Firsthand experience with these systems, and horror at their capabilities, is what drove a career intelligence officer to provide PowerPoint slides about PRISM and supporting materials to The Washington Post in order to expose what he believes to be a gross intrusion on privacy. “They quite literally can watch your ideas form as you type,” the officer said.

The overblown paranoia of that last sentence should give you some idea of what kind of person this ‘officer’ is.

This article was posted by Steve on Friday, June 7th, 2013. Comments are currently closed.

5 Responses to “US Searches Data From Top Internet Companies”

  1. GetBackJack says:

    U.S. President Barack Obama gives the commencement address to the graduating class of The Ohio State University at Ohio Stadium on May 5, 2013 in Columbus, Ohio

    “Unfortunately, you’ve grown up hearing voices that incessantly warn of government as nothing more than some separate, sinister entity that’s at the root of all our problems. Some of these same voices also do their best to gum up the works. They’ll warn that tyranny always lurking just around the corner. You should reject these voices. Because what they suggest is that our brave, and creative, and unique experiment in self-rule is somehow just a sham with which we can’t be trusted.”

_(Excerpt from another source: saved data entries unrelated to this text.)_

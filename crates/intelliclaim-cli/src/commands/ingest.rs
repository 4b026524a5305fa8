//! Ingest command implementation.

use crate::cli::IngestArgs;
use crate::error::{CliError, Result};
use crate::output::Formatter;
use intelliclaim_domain::DocumentFormat;
use intelliclaim_ingest::{Ingestor, PlainTextExtractor};
use intelliclaim_store::SqliteStore;
use std::fs;
use std::path::Path;

/// Execute the ingest command.
pub async fn execute_ingest(args: IngestArgs, store: &mut SqliteStore, formatter: &Formatter) -> Result<()> {
    let format = match args.document_format {
        Some(format) => format.into(),
        None => infer_format(&args.path)?,
    };

    let bytes = fs::read(&args.path)?;
    let name = args
        .path
        .file_name()
        .map(|n| n.to_string_lossy().into_owned())
        .unwrap_or_else(|| args.path.display().to_string());

    let report = Ingestor::new(PlainTextExtractor::new()).ingest(store, &name, &bytes, format)?;

    println!("{}", formatter.format_ingest(&report)?);

    Ok(())
}

/// Document format implied by a file extension.
fn infer_format(path: &Path) -> Result<DocumentFormat> {
    path.extension()
        .and_then(|ext| ext.to_str())
        .and_then(DocumentFormat::from_extension)
        .ok_or_else(|| {
            CliError::InvalidInput(format!(
                "Cannot infer document format of '{}'; pass --as <format>",
                path.display()
            ))
        })
}

#[cfg(test)]
mod tests {
    use super::*;

    #[test]
    fn test_infer_format() {
        assert_eq!(infer_format(Path::new("policy.TXT")).unwrap(), DocumentFormat::Txt);
        assert_eq!(infer_format(Path::new("mail/renewal.eml")).unwrap(), DocumentFormat::Eml);
        assert!(matches!(infer_format(Path::new("policy")), Err(CliError::InvalidInput(_))));
        assert!(matches!(infer_format(Path::new("policy.xlsx")), Err(CliError::InvalidInput(_))));
    }
}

    Well, bubba, guess what?

    • Rusty Shackleford says:

      What’s curious is the circular logic that this twit uses. I mean, for crying out loud, the founders of the nation KNEW that government becomes the enemy when they are uncontrolled and unaccounted for.

      Yet, then he uses the line, “that our brave, and creative, and unique experiment in self-rule” without considering what he’s done to it. It’s not the peple that have done this, moron. It was you.

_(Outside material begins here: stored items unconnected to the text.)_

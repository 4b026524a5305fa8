//! Decision prompt and the labeled-field contract shared with the parser

use regex::{Regex, RegexBuilder};

/// A labeled field the LLM is asked to fill in
#[derive(Debug, Clone, Copy, PartialEq, Eq, Hash)]
pub enum Field {
    /// Approve/reject verdict
    Claim,
    /// Short justification
    Reason,
    /// Clause references, one per line
    RelevantClauses,
    /// Low / Medium / High
    Confidence,
    /// Payout estimate
    EstimatedAmount,
    /// Claimant age
    Age,
    /// Claimant gender
    Gender,
    /// Medical procedure
    Procedure,
    /// Treatment location
    Location,
    /// How long the policy has been held
    PolicyAge,
}

impl Field {
    /// Every field, in prompt order
    pub const ALL: [Field; 10] = [
        Field::Claim,
        Field::Reason,
        Field::RelevantClauses,
        Field::Confidence,
        Field::EstimatedAmount,
        Field::Age,
        Field::Gender,
        Field::Procedure,
        Field::Location,
        Field::PolicyAge,
    ];

    /// Label text as it appears between the `**` markers
    pub fn label(self) -> &'static str {
        match self {
            Field::Claim => "Claim",
            Field::Reason => "Reason",
            Field::RelevantClauses => "Relevant Clauses",
            Field::Confidence => "Confidence",
            Field::EstimatedAmount => "Estimated Amount",
            Field::Age => "Age",
            Field::Gender => "Gender",
            Field::Procedure => "Procedure",
            Field::Location => "Location",
            Field::PolicyAge => "Policy Age",
        }
    }

    /// Value hint shown to the model
    fn hint(self) -> &'static str {
        match self {
            Field::Claim => "APPROVED or REJECTED",
            Field::Reason => "Brief justification",
            Field::RelevantClauses => "List relevant clauses",
            Field::Confidence => "Low / Medium / High",
            Field::EstimatedAmount => "$XXXX",
            _ => "",
        }
    }

    /// Look up a field by label, ignoring case and surrounding whitespace
    pub fn from_label(label: &str) -> Option<Self> {
        let label = label.trim();
        Self::ALL
            .into_iter()
            .find(|field| field.label().eq_ignore_ascii_case(label))
    }
}

/// Builds the decision prompt for one question
pub struct PromptBuilder {
    policy_text: String,
    query: String,
}

impl PromptBuilder {
    /// Create a new prompt builder
    pub fn new(policy_text: impl Into<String>, query: impl Into<String>) -> Self {
        Self {
            policy_text: policy_text.into(),
            query: query.into(),
        }
    }

    /// Build the complete decision prompt
    pub fn build(&self) -> String {
        let mut prompt = String::new();

        prompt.push_str("Given this insurance policy:\n<POLICY_TEXT>\n");
        prompt.push_str(&self.policy_text);
        prompt.push_str("\n</POLICY_TEXT>\n\n");

        prompt.push_str("And this user query:\n");
        prompt.push_str(&self.query);
        prompt.push_str("\n\n");

        prompt.push_str("Please determine whether the claim is **APPROVED** or **REJECTED**. Also provide:\n\n");
        for field in Field::ALL {
            let line = format!("**{}:** {}", field.label(), field.hint());
            prompt.push_str(line.trim_end());
            prompt.push('\n');
        }

        prompt
    }
}

fn keyword_pattern(keywords: &[&str]) -> Option<Regex> {
    if keywords.is_empty() {
        return None;
    }
    let alternation = keywords
        .iter()
        .map(|k| regex::escape(k))
        .collect::<Vec<_>>()
        .join("|");
    RegexBuilder::new(&alternation).case_insensitive(true).build().ok()
}

/// Reduce policy text to its keyword sections
///
/// For each keyword in order, takes the span from its first
/// case-insensitive occurrence up to the next occurrence of any keyword
/// (or the end of the text). Spans are joined in keyword order. When no
/// keyword occurs at all the text is returned unchanged.
pub fn abridge(text: &str, keywords: &[String]) -> String {
    let keywords: Vec<&str> = keywords
        .iter()
        .map(|k| k.trim())
        .filter(|k| !k.is_empty())
        .collect();
    let Some(any_keyword) = keyword_pattern(&keywords) else {
        return text.to_string();
    };

    let mut spans = Vec::new();
    for keyword in &keywords {
        let Some(pattern) = keyword_pattern(&[*keyword]) else {
            continue;
        };
        let Some(start) = pattern.find(text) else {
            continue;
        };
        let end = any_keyword
            .find_at(text, start.end())
            .map_or(text.len(), |next| next.start());
        spans.push(text[start.start()..end].trim());
    }

    if spans.is_empty() {
        return text.to_string();
    }
    spans.join("\n\n")
}

/// Truncate to at most `max_chars` characters
pub fn truncate_chars(text: &str, max_chars: usize) -> &str {
    match text.char_indices().nth(max_chars) {
        Some((idx, _)) => &text[..idx],
        None => text,
    }
}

      The obvious indication from him being that government must be allowed to do what government does.

      No and….NO!

      He pretty much laid out his (once again) straw-man argument by throwing out, “You hear some folks sayin’ ” and such but although he may think he has his fingers on his opposition’s position on things, he’s mentally depraved enough to ignore the logic in the arguments that follow his supposed straw-man statements.

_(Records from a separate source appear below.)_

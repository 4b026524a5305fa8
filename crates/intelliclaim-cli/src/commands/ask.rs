//! Ask command implementation.

use crate::cli::AskArgs;
use crate::error::{CliError, Result};
use crate::output::Formatter;
use crate::provider::Provider;
use intelliclaim_domain::traits::DecisionStore;
use intelliclaim_engine::{DecisionEngine, PolicyContext};
use intelliclaim_store::SqliteStore;
use std::time::Instant;

/// Execute the ask command.
///
/// Fails if no policy has been ingested or the LLM call fails.
pub async fn execute_ask(
    args: AskArgs,
    store: &mut SqliteStore,
    engine: &DecisionEngine<Provider>,
    formatter: &Formatter,
) -> Result<()> {
    if args.query.trim().is_empty() {
        return Err(CliError::InvalidInput("Query must not be empty".to_string()));
    }

    let context = PolicyContext::load(&*store)?;

    let started = Instant::now();
    let decision = engine.decide(&args.query, &context).await?;
    let elapsed_ms = started.elapsed().as_millis() as u64;

    if !args.no_save {
        store.save_decision(&decision, elapsed_ms)?;
    }

    println!("{}", formatter.format_decision(&decision)?);

    Ok(())
}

      Maybe there’s a reason why “some folks’ sayin’ ” there Barry. But we’ve been onto you for some time now where you pick apart a small piece of an argument such as its premise and then ignore the logical conclusion.

      In other words, you’re a bullshitter. Apparently this “skill” that you learned someplace in the dorm rooms of wherever you went to school was a fun enough hobby that you utilized it to be an antagonist to people you thought needed to be bothered. You still do it and you cannot change.

      You’re not very bright or even clever. You’re an angry little boy who wants to one-up everyone in the room and then also put gum on everyone’s shoe. It’s how you derive satisfaction. Never BUILDING anything; Only tearing things down.

      I can’t wait til we can tell you to shove off.

  2. canary says:

    The Democrats paid yahoo with 24/7 presidential add campaigns and biased news to get Obama re-elected. And I knew their complaining to people who signed up for new Google for cookies made no sense and now one is to believe that was fixed?

  3. Curiosity says:

    I don’t believe the analyst is paranoid. Rather, I suspect the officer’s statement on “watching ideas form as you type” is dead-on, though I imagine it’s hard for an operator to monitor more than a handful of people at a time. Google has been doing this for a while, and I know that places like Carnegie Mellon have been working on non-keyboard typed idea formation tracking for decades, which only requires access to a webcam (so it can do eye tracking)… any computer with a webcam that isn’t covered at all times except when in use can be collecting image data. I’ve also heard of companies claiming to use webcam-based emotion recognition to get feedback on customer experience during use of their products.

  4. yadayada says:

    then barry boy has a summit with Chinese diplomat to discuss cyber-spying. so chilling it makes my bones ach. I’m sure he’s getting pointers on how to it better.
    he tries to convince the low infos that he’s trying to prevent cyber war with the chi-coms. hey barry, if you don’t want the Chinese to infiltrate our data don’t buy tech gear made in china where they design it to be accessed by Chinese government. oops.